I suggest that you consider the friendship over. If - and it seems unlikely - she does get in contact then you can count it as a plus.
It will hurt but if you only saw each other twice a year, is it that big a loss? Put the effort into finding/keeping someone who is a better friend.Flowers

LookItsMeAgain · 06/02/2024 09:15

At this point in time you've absolutely nothing to lose by sending her a final message:
"Hi - I have tried to be accommodating to your requests and requirements but at this stage, as you keep rescheduling meeting up to discuss the situation, I think it's time we accept that this is not going to work any more. A true friend wouldn't be behaving as you have over the past couple of months to 'a brother'. I wish you lots of success and happiness in your marriage. All the best, @Reallyareyoukiddingme "

Or something along those lines.

Apolloneuro · 06/02/2024 09:42

Always sad when a friendship comes to an end, but this one’s run its course.

She clearly forgot your birthday. Can you imagine the fuss she’d have made if you’d forgotten hers?!

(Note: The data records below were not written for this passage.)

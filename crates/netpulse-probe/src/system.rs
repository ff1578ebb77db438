// ── Production probe ──
//
// Talks to the real network stack and OS utilities. Every operation is
// bounded by the caller's timeout; spawned tools are killed when their
// future is dropped.

use std::process::{Output, Stdio};
use std::sync::Arc;
use std::time::{Duration, Instant};

use chrono::Utc;
use rustls::ClientConfig;
use tokio::net::TcpStream;
use tokio::process::Command;
use tracing::debug;

use crate::cache::SnapshotCache;
use crate::error::ProbeError;
use crate::link::{parse_interfaces, parse_iw_link, parse_neighbors, parse_routes, select_link};
use crate::ping::{PingFlavor, parse_ping_output, ping_args};
use crate::transport::ProbeConfig;
use crate::types::{
    DnsOutcome, HttpOutcome, LinkInfo, PingOutcome, PingRequest, PingSnapshot, TcpOutcome,
    TlsOutcome, WifiSnapshot,
};
use crate::{Probe, tls};

/// Budget for local link-state tools (`ip`, `iw`).
const TOOL_TIMEOUT: Duration = Duration::from_secs(5);
/// Extra time granted to `ping` beyond its own deadline flag.
const PING_GRACE: Duration = Duration::from_secs(2);

/// [`Probe`] backed by the host's network stack.
///
/// Cheap to share behind an `Arc`; the HTTP client and TLS config are
/// built once in [`SystemProbe::new`].
pub struct SystemProbe {
    config: ProbeConfig,
    http: reqwest::Client,
    tls: Arc<ClientConfig>,
    cache: Arc<SnapshotCache>,
    flavor: PingFlavor,
}

impl SystemProbe {
    pub fn new(config: ProbeConfig) -> Result<Self, ProbeError> {
        let http = config.build_http_client()?;
        let tls = config.build_tls_config()?;
        Ok(Self {
            config,
            http,
            tls,
            cache: Arc::new(SnapshotCache::new()),
            flavor: PingFlavor::host(),
        })
    }

    /// Share a cache that sibling collectors write into.
    pub fn with_cache(mut self, cache: Arc<SnapshotCache>) -> Self {
        self.cache = cache;
        self
    }

    pub fn cache(&self) -> &Arc<SnapshotCache> {
        &self.cache
    }

    async fn run_tool(
        &self,
        program: &str,
        args: &[String],
        timeout: Duration,
    ) -> Result<Output, ProbeError> {
        let mut cmd = Command::new(program);
        cmd.args(args)
            .stdin(Stdio::null())
            .stdout(Stdio::piped())
            .stderr(Stdio::piped())
            .kill_on_drop(true);

        debug!(program, ?args, "running tool");
        tokio::time::timeout(timeout, cmd.output())
            .await
            .map_err(|_| ProbeError::timeout(format!("`{program}`"), timeout))?
            .map_err(|e| ProbeError::Command {
                command: program.into(),
                reason: e.to_string(),
            })
    }

    /// Run a tool that must exit successfully; returns its stdout.
    async fn run_checked(&self, program: &str, args: &[&str]) -> Result<String, ProbeError> {
        let args: Vec<String> = args.iter().map(|a| (*a).to_owned()).collect();
        let output = self.run_tool(program, &args, TOOL_TIMEOUT).await?;
        if !output.status.success() {
            return Err(ProbeError::Command {
                command: format!("{program} {}", args.join(" ")),
                reason: String::from_utf8_lossy(&output.stderr).trim().to_owned(),
            });
        }
        Ok(String::from_utf8_lossy(&output.stdout).into_owned())
    }
}

impl Probe for SystemProbe {
    async fn link_info(&self) -> Result<LinkInfo, ProbeError> {
        let ip = self.config.ip_program.as_str();
        let routes =
            parse_routes(&self.run_checked(ip, &["-j", "route", "show", "default"]).await?)?;
        let interfaces = parse_interfaces(&self.run_checked(ip, &["-j", "addr", "show"]).await?)?;
        // The neighbour table only feeds the optional gateway MAC.
        let neighbors = match self.run_checked(ip, &["-j", "neigh", "show"]).await {
            Ok(out) => parse_neighbors(&out).unwrap_or_default(),
            Err(e) => {
                debug!(error = %e, "neighbour table unavailable");
                Vec::new()
            }
        };

        let mut link = select_link(&routes, &interfaces, &neighbors)
            .ok_or_else(|| ProbeError::parse("ip addr output", "no usable network interface"))?;
        let wireless_marker = self.config.sysfs_net.join(&link.interface).join("wireless");
        link.is_wireless = tokio::fs::try_exists(&wireless_marker).await.unwrap_or(false);
        Ok(link)
    }

    async fn wifi_status(&self, interface: &str) -> Result<Option<WifiSnapshot>, ProbeError> {
        let out = self
            .run_checked(&self.config.iw_program, &["dev", interface, "link"])
            .await?;
        parse_iw_link(&out, Utc::now())
    }

    async fn tcp_connect(
        &self,
        host: &str,
        port: u16,
        timeout: Duration,
    ) -> Result<TcpOutcome, ProbeError> {
        let started = Instant::now();
        let stream = tokio::time::timeout(timeout, TcpStream::connect((host, port)))
            .await
            .map_err(|_| ProbeError::timeout(format!("TCP connect to {host}:{port}"), timeout))?
            .map_err(|e| ProbeError::Connect {
                target: format!("{host}:{port}"),
                reason: e.to_string(),
            })?;
        let connect_ms = started.elapsed().as_secs_f64() * 1000.0;
        Ok(TcpOutcome {
            peer: stream.peer_addr()?,
            connect_ms,
        })
    }

    async fn tls_handshake(
        &self,
        host: &str,
        port: u16,
        timeout: Duration,
    ) -> Result<TlsOutcome, ProbeError> {
        tls::handshake(Arc::clone(&self.tls), host, port, timeout).await
    }

    async fn resolve(&self, name: &str, timeout: Duration) -> Result<DnsOutcome, ProbeError> {
        let started = Instant::now();
        let addrs = tokio::time::timeout(timeout, tokio::net::lookup_host((name, 0)))
            .await
            .map_err(|_| ProbeError::timeout(format!("DNS lookup for {name}"), timeout))?
            .map_err(|e| ProbeError::Dns {
                name: name.into(),
                reason: e.to_string(),
            })?;
        let elapsed_ms = started.elapsed().as_secs_f64() * 1000.0;

        let mut addresses = Vec::new();
        for addr in addrs {
            if let std::net::IpAddr::V4(v4) = addr.ip() {
                if !addresses.contains(&v4) {
                    addresses.push(v4);
                }
            }
        }
        if addresses.is_empty() {
            return Err(ProbeError::Dns {
                name: name.into(),
                reason: "no A records".into(),
            });
        }

        Ok(DnsOutcome {
            name: name.into(),
            addresses,
            elapsed_ms,
        })
    }

    async fn http_get(&self, url: &str, timeout: Duration) -> Result<HttpOutcome, ProbeError> {
        let started = Instant::now();
        let response = self
            .http
            .get(url)
            .timeout(timeout)
            .send()
            .await
            .map_err(|e| {
                if e.is_timeout() {
                    ProbeError::timeout(format!("GET {url}"), timeout)
                } else {
                    ProbeError::Http(e)
                }
            })?;
        Ok(HttpOutcome {
            url: url.into(),
            status: response.status().as_u16(),
            elapsed_ms: started.elapsed().as_secs_f64() * 1000.0,
        })
    }

    async fn ping(&self, request: &PingRequest) -> Result<PingOutcome, ProbeError> {
        let args = ping_args(request, self.flavor);
        let output = self
            .run_tool(&self.config.ping_program, &args, request.timeout + PING_GRACE)
            .await?;

        // ping exits non-zero when replies are lost; the summary is still valid.
        let stdout = String::from_utf8_lossy(&output.stdout);
        parse_ping_output(&request.host, &stdout).map_err(|parse_err| {
            let stderr = String::from_utf8_lossy(&output.stderr);
            let stderr = stderr.trim();
            if stderr.is_empty() {
                parse_err
            } else {
                ProbeError::Command {
                    command: self.config.ping_program.clone(),
                    reason: stderr.to_owned(),
                }
            }
        })
    }

    fn cached_wifi(&self) -> Option<WifiSnapshot> {
        self.cache.wifi()
    }

    fn cached_ping(&self) -> Option<PingSnapshot> {
        self.cache.ping()
    }
}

Shes not your friend, I’m afraid. You sound lovely. I’m sure you’ve got lots of other friends who deserve you.

TheDuck2018 · 06/02/2024 09:46

I think you've been nothing but patient and dignified throughout this whole sorry affair but enough is enough....walk away now. This is insane!
Not your (literal) circus, not your monkeys!!!

MzHz · 06/02/2024 10:53

She didnt forget, she chose to ignore. She has serious issues if that is how she treats friends. her isshoos have isshoos.

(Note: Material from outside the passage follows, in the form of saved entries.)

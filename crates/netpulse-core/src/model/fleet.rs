// ── Fleet rollup types ──

use chrono::{DateTime, Utc};
use serde::{Deserialize, Serialize};
use strum::Display;

use super::incident::SlowdownIncident;

#[derive(Debug, Clone, Copy, PartialEq, Eq, Serialize, Deserialize, Display)]
#[serde(rename_all = "snake_case")]
#[strum(serialize_all = "snake_case")]
pub enum MachineStatus {
    /// Speed tests present, no incidents.
    Ok,
    /// At least one incident.
    Degraded,
    /// No speed tests in the window.
    NoData,
    /// Analysis did not finish before the fleet deadline.
    TimedOut,
    /// The store could not be queried for this host.
    Error,
}

impl MachineStatus {
    /// Whether the host counts towards the fleet rollup.
    pub fn is_analyzed(self) -> bool {
        matches!(self, Self::Ok | Self::Degraded)
    }
}

#[derive(Debug, Clone, PartialEq, Serialize, Deserialize)]
pub struct MachineReport {
    pub host_id: String,
    pub status: MachineStatus,
    pub samples_analyzed: usize,
    pub avg_download: Option<f64>,
    pub avg_upload: Option<f64>,
    pub avg_ping: Option<f64>,
    pub incident_count: usize,
    pub incidents: Vec<SlowdownIncident>,
    #[serde(default, skip_serializing_if = "Option::is_none")]
    pub error: Option<String>,
}

impl MachineReport {
    /// A report carrying only a status marker.
    pub fn marker(host_id: impl Into<String>, status: MachineStatus) -> Self {
        Self {
            host_id: host_id.into(),
            status,
            samples_analyzed: 0,
            avg_download: None,
            avg_upload: None,
            avg_ping: None,
            incident_count: 0,
            incidents: Vec::new(),
            error: None,
        }
    }
}

#[derive(Debug, Clone, PartialEq, Serialize, Deserialize)]
pub struct FleetSummary {
    pub avg_download: Option<f64>,
    pub avg_upload: Option<f64>,
    pub avg_ping: Option<f64>,
    pub health_score: u8,
}

#[derive(Debug, Clone, PartialEq, Serialize, Deserialize)]
pub struct FleetReport {
    pub analysis_time: DateTime<Utc>,
    pub period_hours: f64,
    pub total_machines: usize,
    pub machines_analyzed: usize,
    pub machines_with_issues: usize,
    pub total_incidents: usize,
    pub machine_reports: Vec<MachineReport>,
    pub fleet_summary: FleetSummary,
}
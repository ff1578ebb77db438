// ── Slowdown incident types ──

use std::collections::BTreeMap;

use chrono::{DateTime, Utc};
use serde::{Deserialize, Serialize};
use strum::{Display, EnumString};

use super::telemetry::SpeedTestSample;

#[derive(Debug, Clone, Copy, PartialEq, Eq, Serialize, Deserialize, Display, EnumString)]
#[serde(rename_all = "snake_case")]
#[strum(serialize_all = "snake_case")]
pub enum ConnectionType {
    Wifi,
    Ethernet,
    Unknown,
}

#[derive(
    Debug, Clone, Copy, PartialEq, Eq, PartialOrd, Ord, Hash, Serialize, Deserialize, Display,
)]
#[serde(rename_all = "snake_case")]
#[strum(serialize_all = "snake_case")]
pub enum Severity {
    Info,
    Warning,
    Critical,
}

/// What a correlated factor or metric change points at.
#[derive(
    Debug, Clone, Copy, PartialEq, Eq, PartialOrd, Ord, Hash, Serialize, Deserialize, Display,
)]
#[serde(rename_all = "snake_case")]
#[strum(serialize_all = "snake_case")]
pub enum FactorCategory {
    WifiSignal,
    WifiQuality,
    Interference,
    WifiEvent,
    InternetLatency,
    GatewayLatency,
    PacketLoss,
}

#[derive(Debug, Clone, Copy, PartialEq, Eq, Serialize, Deserialize, Display)]
#[serde(rename_all = "snake_case")]
#[strum(serialize_all = "snake_case")]
pub enum Direction {
    Increased,
    Decreased,
    Stable,
}

/// Dominant access point seen during an incident.
#[derive(Debug, Clone, Default, PartialEq, Serialize, Deserialize)]
pub struct AccessPoint {
    pub ssid: Option<String>,
    pub bssid: Option<String>,
    pub channel: Option<u32>,
    pub avg_rssi: Option<f64>,
    pub avg_snr: Option<f64>,
    pub tx_rate: Option<f64>,
}

#[derive(Debug, Clone, PartialEq, Serialize, Deserialize)]
pub struct CorrelatedFactor {
    pub category: FactorCategory,
    pub description: String,
    pub severity: Severity,
    pub timestamp: DateTime<Utc>,
    pub metrics: BTreeMap<String, f64>,
}

/// Before/during comparison of one metric.
#[derive(Debug, Clone, PartialEq, Serialize, Deserialize)]
pub struct MetricChange {
    pub metric_name: String,
    pub category: FactorCategory,
    pub before_value: f64,
    pub during_value: f64,
    pub change_amount: f64,
    /// Relative to `before_value`; 0 when the baseline is 0.
    pub change_percent: f64,
    pub direction: Direction,
    pub is_significant: bool,
    pub description: String,
}

/// A sustained slow streak, before correlation.
#[derive(Debug, Clone, PartialEq, Serialize, Deserialize)]
pub struct CandidateIncident {
    pub host_id: String,
    pub start_time: DateTime<Utc>,
    pub end_time: DateTime<Utc>,
    pub samples: Vec<SpeedTestSample>,
    pub avg_download: f64,
    pub avg_upload: f64,
    pub avg_ping: Option<f64>,
}

#[derive(Debug, Clone, PartialEq, Serialize, Deserialize)]
pub struct SlowdownIncident {
    pub host_id: String,
    pub start_time: DateTime<Utc>,
    pub end_time: DateTime<Utc>,
    pub samples: Vec<SpeedTestSample>,
    pub avg_download: f64,
    pub avg_upload: f64,
    pub avg_ping: Option<f64>,
    pub connection_type: ConnectionType,
    pub access_point: Option<AccessPoint>,
    pub factors: Vec<CorrelatedFactor>,
    pub metric_changes: Vec<MetricChange>,
    pub trigger_factors: Vec<String>,
    pub summary: String,
    pub recommendations: Vec<String>,
}

impl SlowdownIncident {
    pub fn duration(&self) -> chrono::Duration {
        self.end_time - self.start_time
    }
}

@Reallyareyoukiddingme this is on her, not you. I know, it hurts, but it' her loss

CatamaranViper · 06/02/2024 11:10

I wouldn't send any last or final message. Just stop here.

No more messages, no more phone calls. If she gets in touch and you want to hear what she has to say, then do, however just don't bank on it. Don't expect any more from her. She's shown you who she really is and what you mean to her.